David Pellerin of AWS was the presenter, and his background includes stints at EDA vendors, an IP startup, FPGA accelerator card business, plus an author of five books. Internally at Amazon, they design their own chips all the way starting from the smart speaker Amazon Echo, up to the AWS Graviton processor with 64-bit Arm Neoverse cores.
Why Cloud-based EDA
Good question, and the answer is that big SoC designs require even bigger compute resources for scaling EDA runs quickly, while offering a secure design environment that keeps IP thieves and spies locked out, reducing the risk to missing a schedule, all while keeping EDA costs within budget and giving teams a place to collaborate. Elastic Compute for the Cloud is the AWS phrase for their cloud servers, EC2.

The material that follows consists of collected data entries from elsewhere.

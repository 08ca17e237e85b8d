//! Cubic Bézier curves over scalar values

use serde::{Deserialize, Serialize};

/// One-dimensional cubic Bézier curve
///
/// `B(t) = (1-t)^3 * P0 + 3(1-t)^2 t * P1 + 3(1-t) t^2 * P2 + t^3 * P3`
#[derive(Debug, Clone, Copy, PartialEq, Default, Serialize, Deserialize)]
pub struct BezierCurve {
    /// Start value
    pub p0: f32,
    /// First control value
    pub p1: f32,
    /// Second control value
    pub p2: f32,
    /// End value
    pub p3: f32,
}

impl BezierCurve {
    /// Create a curve from its four control values
    pub const fn new(p0: f32, p1: f32, p2: f32, p3: f32) -> Self {
        Self { p0, p1, p2, p3 }
    }

    /// Straight line from `start` to `end`
    pub fn linear(start: f32, end: f32) -> Self {
        let third = (end - start) / 3.0;
        Self::new(start, start + third, end - third, end)
    }

    /// Evaluate the curve at `t`, clamped to `[0, 1]`
    ///
    /// The endpoints are returned exactly.
    pub fn evaluate(&self, t: f32) -> f32 {
        if t.is_nan() || t <= 0.0 {
            return self.p0;
        }
        if t >= 1.0 {
            return self.p3;
        }

        let u = 1.0 - t;
        u * u * u * self.p0
            + 3.0 * u * u * t * self.p1
            + 3.0 * u * t * t * self.p2
            + t * t * t * self.p3
    }

    /// Start value
    pub fn start(&self) -> f32 {
        self.p0
    }

    /// End value
    pub fn end(&self) -> f32 {
        self.p3
    }
}
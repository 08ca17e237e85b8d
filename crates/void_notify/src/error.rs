//! Error types for the notification system

use thiserror::Error;

/// Errors raised while setting up or running the notification controller
#[derive(Debug, Error)]
pub enum NotifyError {
    /// Configuration value out of range
    #[error("Invalid notification config: {0}")]
    InvalidConfig(String),

    /// Configuration file could not be read
    #[error("IO error: {0}")]
    Io(#[from] std::io::Error),

    /// Configuration file could not be parsed
    #[error("Failed to parse notification config: {0}")]
    ConfigParse(#[from] toml::de::Error),

    /// Configured template is unknown to the renderer
    #[error("Notification template not found: {0}")]
    MissingTemplate(String),

    /// No template configured and the renderer cannot build a default visual
    #[error("No notification template configured and the renderer has no default visual")]
    NoDefaultVisual,

    /// Background cleanup thread could not be started
    #[error("Failed to start notification janitor: {0}")]
    Janitor(std::io::Error),
}

/// Errors reported by a [`NotificationRenderer`](crate::render::NotificationRenderer)
#[derive(Debug, Clone, Error)]
pub enum RenderError {
    /// Template is not registered with the renderer
    #[error("Unknown template: {0}")]
    UnknownTemplate(String),

    /// Renderer cannot build a visual without a template
    #[error("Default visual not supported")]
    NoDefaultVisual,

    /// Visual element could not be created
    #[error("Failed to create visual: {0}")]
    CreateFailed(String),
}

/// Result type alias
pub type Result<T> = std::result::Result<T, NotifyError>;
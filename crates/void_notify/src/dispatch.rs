//! Bounded dispatch queue and drain pacing
//!
//! Admitted notifications wait in a bounded channel. Producers never block:
//! a full queue rejects the entry. The controller is the single consumer and
//! drains at most one entry per pacing tick.

use crate::notification::QueuedNotification;
use crossbeam_channel::{Receiver, Sender, TryRecvError, TrySendError};
use std::time::Duration;

/// Upper bound on pacing ticks credited for a single update
pub const MAX_TICKS_PER_UPDATE: u32 = 8;

/// Why an entry was not enqueued
#[derive(Debug, Clone, Copy, PartialEq, Eq)]
pub enum EnqueueError {
    /// Queue at capacity
    Full,
    /// Consumer has gone away
    Closed,
}

/// Producer side of the dispatch queue
#[derive(Debug, Clone)]
pub struct DispatchSender {
    sender: Sender<QueuedNotification>,
    capacity: usize,
}

impl DispatchSender {
    /// Enqueue without blocking
    pub fn try_enqueue(&self, entry: QueuedNotification) -> Result<(), EnqueueError> {
        match self.sender.try_send(entry) {
            Ok(()) => Ok(()),
            Err(TrySendError::Full(_)) => Err(EnqueueError::Full),
            Err(TrySendError::Disconnected(_)) => Err(EnqueueError::Closed),
        }
    }

    /// Entries currently waiting
    pub fn len(&self) -> usize {
        self.sender.len()
    }

    /// Whether nothing is waiting
    pub fn is_empty(&self) -> bool {
        self.sender.is_empty()
    }

    /// Maximum number of waiting entries
    pub fn capacity(&self) -> usize {
        self.capacity
    }
}

/// Consumer side of the dispatch queue
#[derive(Debug)]
pub struct DispatchReceiver {
    receiver: Receiver<QueuedNotification>,
}

impl DispatchReceiver {
    /// Pop the oldest entry if one is waiting
    pub fn try_dequeue(&self) -> Option<QueuedNotification> {
        match self.receiver.try_recv() {
            Ok(entry) => Some(entry),
            Err(TryRecvError::Empty) | Err(TryRecvError::Disconnected) => None,
        }
    }

    /// Entries currently waiting
    pub fn len(&self) -> usize {
        self.receiver.len()
    }

    /// Whether nothing is waiting
    pub fn is_empty(&self) -> bool {
        self.receiver.is_empty()
    }
}

/// Create a queue holding at most `capacity` entries
pub fn dispatch_queue(capacity: usize) -> (DispatchSender, DispatchReceiver) {
    let capacity = capacity.max(1);
    let (sender, receiver) = crossbeam_channel::bounded(capacity);

    (
        DispatchSender { sender, capacity },
        DispatchReceiver { receiver },
    )
}

/// Converts frame time into dispatch ticks at a fixed cadence
#[derive(Debug, Clone)]
pub struct Pacer {
    interval: f32,
    accumulated: f32,
}

impl Pacer {
    /// Create a pacer ticking every `interval`; zero disables pacing
    pub fn new(interval: Duration) -> Self {
        Self {
            interval: interval.as_secs_f32(),
            accumulated: 0.0,
        }
    }

    /// Whether every update drains the whole queue
    pub fn is_unpaced(&self) -> bool {
        self.interval <= 0.0
    }

    /// Credit `delta_time` seconds and return how many ticks elapsed
    ///
    /// Returns `u32::MAX` when pacing is disabled.
    pub fn advance(&mut self, delta_time: f32) -> u32 {
        if self.is_unpaced() {
            return u32::MAX;
        }

        if delta_time.is_finite() && delta_time > 0.0 {
            self.accumulated += delta_time;
        }

        let due = (self.accumulated / self.interval).floor();
        if due < 1.0 {
            return 0;
        }

        self.accumulated -= due * self.interval;
        if due >= MAX_TICKS_PER_UPDATE as f32 {
            // Drop the backlog after a long stall
            self.accumulated = 0.0;
            return MAX_TICKS_PER_UPDATE;
        }

        due as u32
    }

    /// Forget accumulated time
    pub fn reset(&mut self) {
        self.accumulated = 0.0;
    }
}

For x86 servers they offer the EC2 M5zn instances using Intel Xeon processors, or you can choose Arm-based servers (Graviton) for running your EDA tools from Cadence. The AWS stack for running EDA tools has several components:
Custom Silicon at AWS
Engineers at Amazon have designed some custom silicon that fits between routers and the compute and storage servers, improving reliability and performance across EDA workloads, which are similar to other HPC workloads.

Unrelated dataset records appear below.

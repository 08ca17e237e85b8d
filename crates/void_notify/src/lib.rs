//! Void Notify - Toast Notifications
//!
//! This crate provides transient, auto-dismissing notifications for game UI.
//!
//! # Features
//!
//! - Duplicate suppression within a configurable window
//! - Bounded dispatch queue with rate limiting
//! - Paced display of notification bursts
//! - Slot-based vertical stacking
//! - Bézier slide in / slide out animation
//! - Optional click actions
//!
//! Drawing is left to the host: implement [`NotificationRenderer`] for the
//! UI layer and drive [`NotificationController::update`] from the frame loop.
//!
//! # Example
//!
//! ```ignore
//! use void_notify::prelude::*;
//!
//! let mut notifications = NotificationController::new(NotifyConfig::default(), ui_renderer)?;
//!
//! // Any thread
//! let notifier = notifications.notifier();
//! notifier.success("Game saved");
//! notifier.submit(NotificationRequest::error("Connection lost").with_action(reconnect));
//!
//! // Every frame
//! notifications.update(delta_time);
//! ```

pub mod admission;
pub mod animation;
pub mod clock;
pub mod config;
pub mod controller;
pub mod curve;
pub mod dispatch;
pub mod error;
pub mod notification;
pub mod render;
pub mod slots;
pub mod stats;

pub mod prelude {
    pub use crate::admission::Admission;
    pub use crate::animation::Tween;
    pub use crate::clock::{Clock, ManualClock, SystemClock};
    pub use crate::config::{NotifyConfig, SeverityColors};
    pub use crate::controller::{NotificationController, Notifier, ToastInfo, ToastPhase};
    pub use crate::curve::BezierCurve;
    pub use crate::error::{NotifyError, RenderError};
    pub use crate::notification::{NotificationAction, NotificationId, NotificationRequest, Severity};
    pub use crate::render::{HeadlessRenderer, NotificationRenderer, VisualHandle, VisualSpec};
    pub use crate::slots::{SlotLayout, SlotTable};
    pub use crate::stats::NotifyStats;
}

pub use prelude::*;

The three examples of custom silicon presented were:
Each of these projects was developed in AWS Cloud, for the AWS Cloud. The history of Amazon and running EDA tools in the cloud spans the last 10 years and involves the Annapurna startup in Israel, where they started out with on-premise EDA tool usage, then gradually moved into the cloud:
Their first cloud EDA tools were used for running functional simulation regression, then as tape-out time neared the EDA tools were mostly Static Timing Analysis (STA) and parasitic extraction runs. Today, you can run the entire EDA tool flow in the cloud, instead of just point tools.

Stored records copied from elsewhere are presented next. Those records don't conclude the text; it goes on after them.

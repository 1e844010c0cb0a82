//! Client-side trivia screen flow
//!
//! `loading -> ready -> question_active -> showing_answer -> ... -> completed`.
//! [`reduce`] is total: an event that does not apply to the current state
//! leaves it unchanged.

use serde::{Deserialize, Serialize};

use crate::scoring::ScoreResult;
use crate::types::PublicTriviaQuestion;

#[derive(Debug, Clone, PartialEq, Serialize, Deserialize)]
pub struct TriviaSession {
    pub questions: Vec<PublicTriviaQuestion>,
    pub index: usize,
    pub total_points: u32,
    pub streak: u32,
}

impl TriviaSession {
    pub fn current(&self) -> Option<&PublicTriviaQuestion> {
        self.questions.get(self.index)
    }

    fn is_last(&self) -> bool {
        self.index + 1 >= self.questions.len()
    }
}

#[derive(Debug, Clone, Default, PartialEq, Serialize, Deserialize)]
#[serde(tag = "state", rename_all = "snake_case")]
pub enum TriviaFlow {
    #[default]
    Loading,
    Failed {
        message: String,
    },
    Ready {
        session: TriviaSession,
    },
    QuestionActive {
        session: TriviaSession,
        selected: Option<usize>,
    },
    ShowingAnswer {
        session: TriviaSession,
        selected: Option<usize>,
        correct_index: usize,
        score: ScoreResult,
    },
    Completed {
        session: TriviaSession,
    },
}

#[derive(Debug, Clone, PartialEq, Serialize, Deserialize)]
#[serde(tag = "t", rename_all = "snake_case")]
pub enum TriviaEvent {
    Loaded { questions: Vec<PublicTriviaQuestion> },
    LoadFailed { message: String },
    Start,
    Select { choice_index: usize },
    /// Server verdict for the current question (also sent on timeout, with no selection)
    Revealed { correct_index: usize, score: ScoreResult },
    Next,
    Reset,
}

impl TriviaFlow {
    pub fn name(&self) -> &'static str {
        match self {
            TriviaFlow::Loading => "loading",
            TriviaFlow::Failed { .. } => "failed",
            TriviaFlow::Ready { .. } => "ready",
            TriviaFlow::QuestionActive { .. } => "question_active",
            TriviaFlow::ShowingAnswer { .. } => "showing_answer",
            TriviaFlow::Completed { .. } => "completed",
        }
    }
}

pub fn reduce(state: TriviaFlow, event: TriviaEvent) -> TriviaFlow {
    match (state, event) {
        (_, TriviaEvent::Reset) => TriviaFlow::Loading,

        (TriviaFlow::Loading, TriviaEvent::Loaded { questions }) => {
            let session = TriviaSession {
                questions,
                index: 0,
                total_points: 0,
                streak: 0,
            };
            if session.questions.is_empty() {
                TriviaFlow::Completed { session }
            } else {
                TriviaFlow::Ready { session }
            }
        }

        (TriviaFlow::Loading, TriviaEvent::LoadFailed { message }) => {
            TriviaFlow::Failed { message }
        }

        (TriviaFlow::Ready { session }, TriviaEvent::Start) => TriviaFlow::QuestionActive {
            session,
            selected: None,
        },

        // A choice can be changed until the verdict arrives
        (TriviaFlow::QuestionActive { session, .. }, TriviaEvent::Select { choice_index }) => {
            let in_range = session
                .current()
                .is_some_and(|q| choice_index < q.choices.len());
            TriviaFlow::QuestionActive {
                selected: in_range.then_some(choice_index),
                session,
            }
        }

        (
            TriviaFlow::QuestionActive {
                mut session,
                selected,
            },
            TriviaEvent::Revealed {
                correct_index,
                score,
            },
        ) => {
            session.total_points += score.total_points;
            session.streak = score.new_streak;
            TriviaFlow::ShowingAnswer {
                session,
                selected,
                correct_index,
                score,
            }
        }

        (TriviaFlow::ShowingAnswer { mut session, .. }, TriviaEvent::Next) => {
            if session.is_last() {
                TriviaFlow::Completed { session }
            } else {
                session.index += 1;
                TriviaFlow::QuestionActive {
                    session,
                    selected: None,
                }
            }
        }

        (state, _) => state,
    }
}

The Physical Design Group at Arm started using AWS Cloud in 2017, and was able to reduce their characterization run times with Liberate from months to just weeks. Using the AWS Graviton2 processors brings significant cost savings versus other processors.
Migrating to the Cloud
Many EDA users prefer to have a hybrid approach of using an on-premise data center, along with AWS cloud. This diagram shows how a hybrid cloud works, and on the right are IP and EDA vendors being granted limited access to your secure design environment for technical support issues.
For high-performance storage options, you can choose from:
- Block storage (Local NVMe, SSD, Amazon EBS)
- File storage (Amazon EFS, FSx for Lustre)
- Object storage (Amazon S3, Amazon S3 Glacier)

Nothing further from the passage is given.